The Wager
“Oh, I don’t know. All my grandsons possess nuts. Every last one. I made sure every one of them were males when they were born, didn’t I, Wescott?”
“I, uh…” Wescott looked to Bets and nodded his head emphatically. “To the most dutiful of Grandmothers.” He cringed and lifted his wine glass. “Cheers.”
“No nuts?” Jake repeated, apparently still stuck on the first jab against his manhood.
“You heard him,” Jace said from Char’s right. “The first step is admitting you have a problem.”
“With what?” Jake clenched his fists. “Finding my nuts? My manhood? My balls? Who the hell do you think you are?” His face had turned red.
“Oh, he’s a senator.” Bets piped in. Not helpful.
Someone kicked Char. It was probably meant for Bets, because seconds later she winced in pain.
“You know what?” Jake threw down his napkin. “I’m about done with you and your attitude, Mr. Senator.”
“Are you?” Jace said coolly as he set down his water and grinned. “That’s funny, because I was about done with you the minute I heard you were going to be in this wedding. Tell me, when was the last time you even had dinner with Travis? When was the last time you went golfing with him? Hmm? Met his friends? Any of that ring a bell, best man?” Jace gave Jake a smug grin. “You’re the brother, therefore he has to give it to you, but as far as friends go? You’re as shitty as they come.”
“That’s it!” Jake launched himself at Jace.
Jace backed up and then threw a punch at Jake’s face.
“And stay the hell away from Char!” Jake landed another blow to Jace’s cheek, but Jace moved out of the way just in time for Jake to crash into the table, causing wine to spill everywhere.
Char stood, but Grandma pushed her down into her seat and whispered. “Oh, honey, just enjoy it. Positively lovely entertainment. Let them fight.” She winked and began playing with the pearl necklace around her neck.
“Jake!” Wescott yelled. “Stop!”
With a curse, Travis rose from the table and marched over to where Jake had fallen and was now staggering to his feet. He caught him just as Jake lunged again for Jace.
“Stop,” Travis said in a steely tone. “I mean it, Jake.” He pushed against Jake’s chest. “For once in your life, let it go.”
“But—” Jake’s face twisted in agony as he looked at the shocked faces around the table. Char’s stomach clenched when his eyes pleaded with hers. What was she supposed to say?
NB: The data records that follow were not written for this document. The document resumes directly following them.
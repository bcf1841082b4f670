//! Bookmarks
//!
//! A bookmark is a persistent, stable identity reference for an entity or
//! a refreshable view-model. The persistence layer owns resolution; this
//! core only asks "what is the bookmark for this pojo" and branches on
//! presence.

use std::fmt;

use serde::{Deserialize, Serialize};

use opal_core::reflect::decl::TypeKey;
use opal_core::reflect::pojo::Pojo;

/// Stable identity reference: logical type name plus an identifier string.
#[derive(Debug, Clone, PartialEq, Eq, Hash, Serialize, Deserialize)]
pub struct Bookmark {
    logical_type_name: String,
    identifier: String,
}

impl Bookmark {
    /// Create a bookmark
    pub fn new(logical_type_name: impl Into<String>, identifier: impl Into<String>) -> Self {
        Self {
            logical_type_name: logical_type_name.into(),
            identifier: identifier.into(),
        }
    }

    /// The bookmarked type's logical name
    pub fn logical_type_name(&self) -> &str {
        &self.logical_type_name
    }

    /// The identifier within the type
    pub fn identifier(&self) -> &str {
        &self.identifier
    }
}

impl fmt::Display for Bookmark {
    fn fmt(&self, f: &mut fmt::Formatter<'_>) -> fmt::Result {
        write!(f, "{}:{}", self.logical_type_name, self.identifier)
    }
}

/// Persistence-layer seam resolving the bookmark for an entity instance.
pub trait BookmarkResolver: Send + Sync {
    /// The bookmark for the given pojo, or `None` when the instance has no
    /// persistent identity yet
    fn bookmark_for(&self, type_key: &TypeKey, pojo: &Pojo) -> Option<Bookmark>;
}

/// Resolver that never finds a bookmark; used when no persistence layer is
/// wired.
#[derive(Debug, Clone, Copy, Default)]
pub struct NoBookmarks;

impl BookmarkResolver for NoBookmarks {
    fn bookmark_for(&self, _type_key: &TypeKey, _pojo: &Pojo) -> Option<Bookmark> {
        None
    }
}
Ashamed, she looked down at her plate, and heard Jake curse and walk away.
“So that was fun.” Kacey laughed nervously. Everyone else joined in. Jace regained his seat next to Char and straightened his tie.
“Sorry about that.” He lifted a napkin to his bloodied lip and winced. “The guy sure can pack a punch.”
“He trains.” Wescott poured himself another glass of wine. “Every day.”
“Trains?” Char asked. “What do you mean, trains?”
Bets patted Wescott on the back and gave Char a shaky grin. “Boxing, dear. He’s a boxer.”
“Probably needs some sort of fight training considering how many women he’s scorned.” Travis said from one end of the table.
“Enough!” Kacey yelled, pushing back from her seat.
Holy crap, how many fights were going to break out?
Travis’s eyes bugged out of his head and Kacey thrust her finger in his face. “I don’t know what’s wrong with you, but he’s your brother!” She threw her hands up in the air. “Did it ever occur to any of you to just give him a chance? I’m sorry for ruining the schedule, Grandma, but I’m done.” With that, Kacey walked off toward the house.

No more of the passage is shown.